Otro elemento que no puede estar ausente es la existencia de un daño que derive de la conducta antijurídica del agente o causante. Ello implica que quien lo reclama haya sufrido un perjuicio que puede ser moral o patrimonial, pese a que sólo el primero ha sido expresamente admitido por la legislación. Mientras los daños derivados del hecho ilícito constitutivo de la causal del divorcio son inmediatos, puesto que tienen una conexión causal de primer grado; los derivados del divorcio en sí son mediatos, ya que resultan solamente de la conexión de un hecho con un acontecimiento distinto.
El daño patrimonial debe ser cierto, sin que sea suficiente el daño eventual. Esa certeza debe probarla, lógicamente, quien lo invoca. En lo concerniente al daño moral, éste también debe cumplir con aquel requisito.
Aun cuando sea posible presumirse como consecuencia del hecho ilícito, salvo demostración de una situación objetiva que lo excluya, parece que si no se trata del daño derivado del hecho ilícito en sí, sino del divorcio, requiere la demostración de las circunstancias que lo configuran[1].
Según expresa Plácido[2]:
Los daños causados son subjetivos con consecuencias personales como extrapersonales o patrimoniales. Las consecuencias personales están referidas al daño moral o la aflicción de los sentimientos, al daño al proyecto de vida matrimonial y, en no muy pocas ocasiones, se puede presentar el daño psicológico o pérdida, de diversa magnitud, del equilibrio psíquico que asume un carácter patológico.
El daño material o patrimonial, en la gran mayoría de los casos, será de menor entidad que el daño moral.
La imputabilidad
La conducta antijurídica que ha desencadenado un daño moral o uno patrimonial ha de ser imputable a su autor. Por la naturaleza de las relaciones matrimoniales y, en general, de todo el Derecho de Familia, sería absurdo plantear que el factor de atribución de la responsabilidad corresponda a un sistema distinto al subjetivo. ¿Cómo podríamos siquiera pretender ubicar a la responsabilidad civil derivada del divorcio dentro del sistema objetivo del riesgo creado?
No cabe, por tanto, otro sistema distinto al subjetivo y, por ende, es de aplicación el artículo 1969 del Código Civil.
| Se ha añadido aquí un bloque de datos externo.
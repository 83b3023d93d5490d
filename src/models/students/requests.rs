use crate::models::common::PaginationQuery;
use serde::Deserialize;
use ts_rs::TS;

// 学生查询参数（来自HTTP请求）
#[derive(Debug, Deserialize, TS)]
#[ts(export, export_to = "../frontend/src/types/generated/student.ts")]
pub struct StudentListParams {
    #[serde(flatten)]
    #[ts(flatten)]
    pub pagination: PaginationQuery,
    pub department_id: Option<i64>,
    pub is_active: Option<bool>,
    pub search: Option<String>,
}

// 创建学生档案请求（同时创建登录账号）
#[derive(Debug, Deserialize, TS)]
#[ts(export, export_to = "../frontend/src/types/generated/student.ts")]
pub struct CreateStudentRequest {
    pub username: String,
    pub email: String,
    pub password: String,
    pub display_name: Option<String>,
    pub student_code: String,
    pub department_id: Option<i64>,
    pub date_of_birth: Option<chrono::NaiveDate>,
    pub address: Option<String>,
    pub phone: Option<String>,
    pub admission_year_id: Option<i64>,
}

// 更新学生档案请求
#[derive(Debug, Deserialize, TS)]
#[ts(export, export_to = "../frontend/src/types/generated/student.ts")]
pub struct UpdateStudentRequest {
    pub department_id: Option<i64>,
    pub date_of_birth: Option<chrono::NaiveDate>,
    pub address: Option<String>,
    pub phone: Option<String>,
    pub admission_year_id: Option<i64>,
    pub graduation_year_id: Option<i64>,
    pub is_active: Option<bool>,
}

// 学生列表查询参数（用于存储层）
#[derive(Debug, Clone, Deserialize, TS)]
#[ts(export, export_to = "../frontend/src/types/generated/student.ts")]
pub struct StudentListQuery {
    pub page: Option<i64>,
    pub size: Option<i64>,
    pub department_id: Option<i64>,
    pub is_active: Option<bool>,
    pub search: Option<String>,
}
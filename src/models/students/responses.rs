use super::entities::Student;
use crate::models::attendance::entities::AttendanceSummary;
use crate::models::common::PaginationInfo;
use crate::models::enrollments::responses::StudentEnrollmentEntry;
use serde::Serialize;
use ts_rs::TS;

// 学生档案 + 账号信息
#[derive(Debug, Serialize, TS)]
#[ts(export, export_to = "../frontend/src/types/generated/student.ts")]
pub struct StudentDetail {
    #[serde(flatten)]
    #[ts(flatten)]
    pub student: Student,
    pub username: String,
    pub email: String,
    pub display_name: Option<String>,
}

// 学生列表响应
#[derive(Debug, Serialize, TS)]
#[ts(export, export_to = "../frontend/src/types/generated/student.ts")]
pub struct StudentListResponse {
    pub items: Vec<StudentDetail>,
    pub pagination: PaginationInfo,
}

// 学期绩点，label 形如 "FALL - 2024-2025"
#[derive(Debug, Serialize, TS)]
#[ts(export, export_to = "../frontend/src/types/generated/student.ts")]
pub struct SemesterGpa {
    pub semester_id: i64,
    pub label: String,
    pub gpa: f64,
}

// 学生主页完整档案
#[derive(Debug, Serialize, TS)]
#[ts(export, export_to = "../frontend/src/types/generated/student.ts")]
pub struct StudentProfileResponse {
    #[serde(flatten)]
    #[ts(flatten)]
    pub detail: StudentDetail,
    // 全部选课记录（含已退课）
    pub enrollments: Vec<StudentEnrollmentEntry>,
    pub semester_gpas: Vec<SemesterGpa>,
    pub overall_gpa: f64,
    pub attendance: AttendanceSummary,
}
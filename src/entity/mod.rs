//! SeaORM 实体定义
//!
//! 这些实体用于数据库操作，与 models 模块中的业务实体分离。
//! Storage 层使用这些实体进行 CRUD 操作，然后转换为 models 中的业务实体。

pub mod prelude;

pub mod academic_years;
pub mod assignment_submissions;
pub mod assignments;
pub mod course_offerings;
pub mod course_prerequisites;
pub mod courses;
pub mod departments;
pub mod enrollments;
pub mod semesters;
pub mod student_attendance;
pub mod students;
pub mod teacher_attendance;
pub mod teachers;
pub mod users;
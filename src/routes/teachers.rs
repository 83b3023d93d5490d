use actix_web::{HttpRequest, HttpResponse, Result as ActixResult, web};
use once_cell::sync::Lazy;

use crate::middlewares;
use crate::models::teachers::requests::{
    CreateTeacherRequest, TeacherListParams, UpdateTeacherRequest,
};
use crate::models::users::entities::UserRole;
use crate::services::TeacherService;
use crate::utils::SafeIDI64;

// 懒加载的全局 TeacherService 实例
static TEACHER_SERVICE: Lazy<TeacherService> = Lazy::new(TeacherService::new_lazy);

// HTTP处理程序
pub async fn list_teachers(
    req: HttpRequest,
    query: web::Query<TeacherListParams>,
) -> ActixResult<HttpResponse> {
    TEACHER_SERVICE.list_teachers(query.into_inner(), &req).await
}

pub async fn create_teacher(
    req: HttpRequest,
    teacher_data: web::Json<CreateTeacherRequest>,
) -> ActixResult<HttpResponse> {
    TEACHER_SERVICE
        .create_teacher(teacher_data.into_inner(), &req)
        .await
}

pub async fn get_teacher_profile(
    req: HttpRequest,
    teacher_id: SafeIDI64,
) -> ActixResult<HttpResponse> {
    TEACHER_SERVICE.get_teacher_profile(teacher_id.0, &req).await
}

pub async fn update_teacher(
    req: HttpRequest,
    teacher_id: SafeIDI64,
    update_data: web::Json<UpdateTeacherRequest>,
) -> ActixResult<HttpResponse> {
    TEACHER_SERVICE
        .update_teacher(teacher_id.0, update_data.into_inner(), &req)
        .await
}

pub async fn delete_teacher(req: HttpRequest, teacher_id: SafeIDI64) -> ActixResult<HttpResponse> {
    TEACHER_SERVICE.delete_teacher(teacher_id.0, &req).await
}

// 配置路由
pub fn configure_teacher_routes(cfg: &mut web::ServiceConfig) {
    cfg.service(
        web::scope("/api/v1/teachers")
            .wrap(middlewares::RequireJWT)
            .service(
                // 教师名录对所有登录用户开放，档案管理是管理员操作
                web::resource("")
                    .route(web::get().to(list_teachers))
                    .route(
                        web::post()
                            .to(create_teacher)
                            .wrap(middlewares::RequireRole::new_any(UserRole::admin_roles())),
                    ),
            )
            .service(
                web::resource("/{id}")
                    .route(web::get().to(get_teacher_profile))
                    .route(
                        web::put()
                            .to(update_teacher)
                            .wrap(middlewares::RequireRole::new_any(UserRole::admin_roles())),
                    )
                    .route(
                        web::delete()
                            .to(delete_teacher)
                            .wrap(middlewares::RequireRole::new_any(UserRole::admin_roles())),
                    ),
            ),
    );
}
Mosset Iturraspe[3] no sólo excluye la responsabilidad objetiva sino que, además, excluye la subjetiva por culpa; admitiendo de esa manera sólo el dolo como factor de atribución de la responsabilidad. Afirma que los hechos antijurídicos que corresponden a las causales de divorcio son conductas queridas y deseadas por su autor y no simples descuidos o abandonos en el obrar.
Belluscio y Zannoni[4], en cambio, admiten excepcionalmente, al igual que Barbero, las acciones culposas no dolosas. Como ejemplo mencionan las injurias dichas sin animus in iuriandi, pero que suponen conductas que son incompatibles con los deberes conyugales.
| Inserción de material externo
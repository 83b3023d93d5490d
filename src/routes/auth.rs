use actix_web::{HttpRequest, HttpResponse, Result as ActixResult, web};
use once_cell::sync::Lazy;

use crate::middlewares;
use crate::models::auth::requests::{LoginRequest, RegisterRequest, UpdateProfileRequest};
use crate::services::AuthService;

// 懒加载的全局 AuthService 实例
static AUTH_SERVICE: Lazy<AuthService> = Lazy::new(AuthService::new_lazy);

pub async fn login(
    req: HttpRequest,
    login_data: web::Json<LoginRequest>,
) -> ActixResult<HttpResponse> {
    AUTH_SERVICE.login(login_data.into_inner(), &req).await
}

pub async fn logout(_req: HttpRequest) -> ActixResult<HttpResponse> {
    AUTH_SERVICE.logout().await
}

pub async fn register(
    req: HttpRequest,
    register_data: web::Json<RegisterRequest>,
) -> ActixResult<HttpResponse> {
    AUTH_SERVICE.register(register_data.into_inner(), &req).await
}

pub async fn refresh_token(request: HttpRequest) -> ActixResult<HttpResponse> {
    AUTH_SERVICE.refresh_token(&request).await
}

pub async fn verify_token(request: HttpRequest) -> ActixResult<HttpResponse> {
    AUTH_SERVICE.verify_token(&request).await
}

pub async fn get_user(request: HttpRequest) -> ActixResult<HttpResponse> {
    AUTH_SERVICE.get_user(&request).await
}

pub async fn update_profile(
    req: HttpRequest,
    update_data: web::Json<UpdateProfileRequest>,
) -> ActixResult<HttpResponse> {
    AUTH_SERVICE
        .update_profile(update_data.into_inner(), &req)
        .await
}
// 配置路由
pub fn configure_auth_routes(cfg: &mut web::ServiceConfig) {
    cfg.service(
        web::scope("/api/v1/auth")
            .service(
                web::resource("/login")
                    .route(web::post().to(login).wrap(middlewares::RateLimit::login())),
            )
            .service(
                web::resource("/register").route(
                    web::post()
                        .to(register)
                        .wrap(middlewares::RateLimit::register()),
                ),
            )
            .service(
                web::resource("/refresh").route(
                    web::post()
                        .to(refresh_token)
                        .wrap(middlewares::RateLimit::refresh_token()),
                ),
            )
            .service(
                web::scope("")
                    .wrap(middlewares::RequireJWT)
                    .route("/verify-token", web::get().to(verify_token))
                    .route("/me", web::get().to(get_user))
                    .route("/me", web::put().to(update_profile))
                    .route("/logout", web::post().to(logout)),
            ),
    );
}
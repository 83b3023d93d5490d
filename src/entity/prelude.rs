//! 预导入模块，方便使用

pub use super::academic_years::{
    ActiveModel as AcademicYearActiveModel, Entity as AcademicYears, Model as AcademicYearModel,
};
pub use super::assignment_submissions::{
    ActiveModel as AssignmentSubmissionActiveModel, Entity as AssignmentSubmissions,
    Model as AssignmentSubmissionModel,
};
pub use super::assignments::{
    ActiveModel as AssignmentActiveModel, Entity as Assignments, Model as AssignmentModel,
};
pub use super::course_offerings::{
    ActiveModel as CourseOfferingActiveModel, Entity as CourseOfferings,
    Model as CourseOfferingModel,
};
pub use super::course_prerequisites::{
    ActiveModel as CoursePrerequisiteActiveModel, Entity as CoursePrerequisites,
    Model as CoursePrerequisiteModel,
};
pub use super::courses::{ActiveModel as CourseActiveModel, Entity as Courses, Model as CourseModel};
pub use super::departments::{
    ActiveModel as DepartmentActiveModel, Entity as Departments, Model as DepartmentModel,
};
pub use super::enrollments::{
    ActiveModel as EnrollmentActiveModel, Entity as Enrollments, Model as EnrollmentModel,
};
pub use super::semesters::{
    ActiveModel as SemesterActiveModel, Entity as Semesters, Model as SemesterModel,
};
pub use super::student_attendance::{
    ActiveModel as StudentAttendanceActiveModel, Entity as StudentAttendance,
    Model as StudentAttendanceModel,
};
pub use super::students::{
    ActiveModel as StudentActiveModel, Entity as Students, Model as StudentModel,
};
pub use super::teacher_attendance::{
    ActiveModel as TeacherAttendanceActiveModel, Entity as TeacherAttendance,
    Model as TeacherAttendanceModel,
};
pub use super::teachers::{
    ActiveModel as TeacherActiveModel, Entity as Teachers, Model as TeacherModel,
};
pub use super::users::{ActiveModel as UserActiveModel, Entity as Users, Model as UserModel};
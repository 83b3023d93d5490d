use super::entities::CourseOffering;
use crate::models::common::PaginationInfo;
use serde::Serialize;
use ts_rs::TS;

// 开课摘要（选课列表用，带实时容量）
#[derive(Debug, Serialize, TS)]
#[ts(export, export_to = "../frontend/src/types/generated/offering.ts")]
pub struct OfferingSummary {
    pub id: i64,
    pub course_code: String,
    pub course_name: String,
    pub credits: i32,
    pub department_id: i64,
    pub teacher_name: Option<String>,
    pub schedule: Option<String>,
    pub max_students: i32,
    pub current_enrollment: i64,
    pub effective_capacity: i32,
    pub available_slots: i64,
    pub is_full: bool,
}

// 开课详情
#[derive(Debug, Serialize, TS)]
#[ts(export, export_to = "../frontend/src/types/generated/offering.ts")]
pub struct OfferingDetail {
    #[serde(flatten)]
    #[ts(flatten)]
    pub offering: CourseOffering,
    pub current_enrollment: i64,
    pub effective_capacity: i32,
    pub available_slots: i64,
    pub is_full: bool,
}

// 开课摘要列表响应
#[derive(Debug, Serialize, TS)]
#[ts(export, export_to = "../frontend/src/types/generated/offering.ts")]
pub struct OfferingListResponse {
    pub items: Vec<OfferingSummary>,
    pub pagination: PaginationInfo,
}
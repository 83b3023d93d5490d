pub mod create;
pub mod delete;
pub mod grade;
pub mod list;
pub mod submit;
pub mod submissions;
pub mod update;

use actix_web::{HttpRequest, HttpResponse, Result as ActixResult};
use std::sync::Arc;

use crate::models::assignments::requests::{
    AssignmentListQuery, CreateAssignmentRequest, GradeSubmissionRequest, SubmitAssignmentRequest,
    UpdateAssignmentRequest,
};
use crate::storage::Storage;

pub struct AssignmentService {
    storage: Option<Arc<dyn Storage>>,
}

impl AssignmentService {
    pub fn new_lazy() -> Self {
        Self { storage: None }
    }

    pub(crate) fn get_storage(&self, request: &HttpRequest) -> Arc<dyn Storage> {
        if let Some(storage) = &self.storage {
            storage.clone()
        } else {
            request
                .app_data::<actix_web::web::Data<Arc<dyn Storage>>>()
                .expect("Storage not found in app data")
                .get_ref()
                .clone()
        }
    }

    pub async fn list_assignments(
        &self,
        query: AssignmentListQuery,
        request: &HttpRequest,
    ) -> ActixResult<HttpResponse> {
        list::list_assignments(self, query, request).await
    }

    pub async fn create_assignment(
        &self,
        assignment_data: CreateAssignmentRequest,
        request: &HttpRequest,
    ) -> ActixResult<HttpResponse> {
        create::create_assignment(self, assignment_data, request).await
    }

    pub async fn update_assignment(
        &self,
        assignment_id: i64,
        update_data: UpdateAssignmentRequest,
        request: &HttpRequest,
    ) -> ActixResult<HttpResponse> {
        update::update_assignment(self, assignment_id, update_data, request).await
    }

    pub async fn delete_assignment(
        &self,
        assignment_id: i64,
        request: &HttpRequest,
    ) -> ActixResult<HttpResponse> {
        delete::delete_assignment(self, assignment_id, request).await
    }

    pub async fn submit_assignment(
        &self,
        assignment_id: i64,
        submit_data: SubmitAssignmentRequest,
        request: &HttpRequest,
    ) -> ActixResult<HttpResponse> {
        submit::submit_assignment(self, assignment_id, submit_data, request).await
    }

    pub async fn list_submissions(
        &self,
        assignment_id: i64,
        request: &HttpRequest,
    ) -> ActixResult<HttpResponse> {
        submissions::list_submissions(self, assignment_id, request).await
    }

    pub async fn grade_submission(
        &self,
        submission_id: i64,
        grade_data: GradeSubmissionRequest,
        request: &HttpRequest,
    ) -> ActixResult<HttpResponse> {
        grade::grade_submission(self, submission_id, grade_data, request).await
    }
}
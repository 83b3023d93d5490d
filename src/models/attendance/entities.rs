//! 考勤模型
//!
//! 学生与教师共用同一套记录结构，按 person_id 区分归属。

use serde::{Deserialize, Serialize};
use ts_rs::TS;

// 单条考勤记录
#[derive(Debug, Clone, Serialize, Deserialize, TS)]
#[ts(export, export_to = "../frontend/src/types/generated/attendance.ts")]
pub struct AttendanceRecord {
    pub id: i64,
    // 学生或教师的档案ID
    pub person_id: i64,
    pub date: chrono::NaiveDate,
    pub is_present: bool,
    pub note: Option<String>,
    pub created_at: chrono::DateTime<chrono::Utc>,
}

// 考勤统计
#[derive(Debug, Clone, Serialize, TS)]
#[ts(export, export_to = "../frontend/src/types/generated/attendance.ts")]
pub struct AttendanceSummary {
    pub total_days: i64,
    pub present_days: i64,
    pub absent_days: i64,
    pub attendance_rate: f64,
}

impl AttendanceSummary {
    // 无记录时出勤率为 0，不做除零
    pub fn from_counts(total_days: i64, present_days: i64) -> Self {
        let attendance_rate = if total_days > 0 {
            present_days as f64 / total_days as f64 * 100.0
        } else {
            0.0
        };
        AttendanceSummary {
            total_days,
            present_days,
            absent_days: total_days - present_days,
            attendance_rate,
        }
    }
}

#[cfg(test)]
mod tests {
    use super::*;

    #[test]
    fn test_attendance_rate() {
        let summary = AttendanceSummary::from_counts(20, 18);
        assert_eq!(summary.absent_days, 2);
        assert!((summary.attendance_rate - 90.0).abs() < f64::EPSILON);
    }

    #[test]
    fn test_attendance_rate_no_records() {
        let summary = AttendanceSummary::from_counts(0, 0);
        assert_eq!(summary.total_days, 0);
        assert_eq!(summary.attendance_rate, 0.0);
    }

    #[test]
    fn test_attendance_rate_all_absent() {
        let summary = AttendanceSummary::from_counts(5, 0);
        assert_eq!(summary.absent_days, 5);
        assert_eq!(summary.attendance_rate, 0.0);
    }
}
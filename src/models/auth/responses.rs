use crate::models::users::entities::User;
use serde::Serialize;
use ts_rs::TS;

// 用户响应模型
#[derive(Debug, Serialize, TS)]
#[ts(export, export_to = "../frontend/src/types/generated/auth.ts")]
pub struct LoginResponse {
    pub access_token: String,
    pub expires_in: i64,
    pub user: User,
    pub created_at: chrono::DateTime<chrono::Utc>,
}

#[derive(Debug, Serialize, TS)]
#[ts(export, export_to = "../frontend/src/types/generated/auth.ts")]
pub struct RefreshTokenResponse {
    pub access_token: String,
    pub expires_in: i64,
}

#[derive(Debug, Serialize, TS)]
#[ts(export, export_to = "../frontend/src/types/generated/auth.ts")]
pub struct UserInfoResponse {
    pub user: User,
}

#[derive(Debug, Serialize, TS)]
#[ts(export, export_to = "../frontend/src/types/generated/auth.ts")]
pub struct TokenVerificationResponse {
    pub is_valid: bool,
}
Así como debe tenerse en cuenta la existencia del dolo y de la culpa, también es imprescindible fijar el mayor o menor grado de uno o de otro.
Este elemento, junto con la gravedad del daño causado; analizado sobre la base de las circunstancias que le sirven de contexto, no puede ser pasado por alto por el juzgador que debe procurar, en cada momento, armonizar los principios generales de la figura de la responsabilidad civil, con los rasgos peculiares de la vida de pareja.
Lo
difícil y complejo de las relaciones conyugales determina, por consiguiente, la
necesidad de adecuar la culpa y el dolo a situaciones graves, que no sólo
comporten la violación de los deberes matrimoniales y un daño correlativo.
Será, entonces, labor del juez determinar si en el caso concreto, además de la
sentencia del divorcio y de sus consecuentes efectos punitorios; si se trata de
un divorcio por culpa de uno de los cónyuges; el cónyuge inocente debe ser
resarcido.
[1] BELLUSCIO, Augusto y Eduardo ZANNONI. Op. cit., pp. 34 y 35.
[2] PLÁCIDO, Alex F. Op. cit., p. 124.
[3] Citado por TRIGO REPRESAS, Félix A. Derecho de Daños. Op. cit., p. 656.
[4] BELLUSCIO, Augusto y Eduardo ZANNONI. Op. cit., p. 28.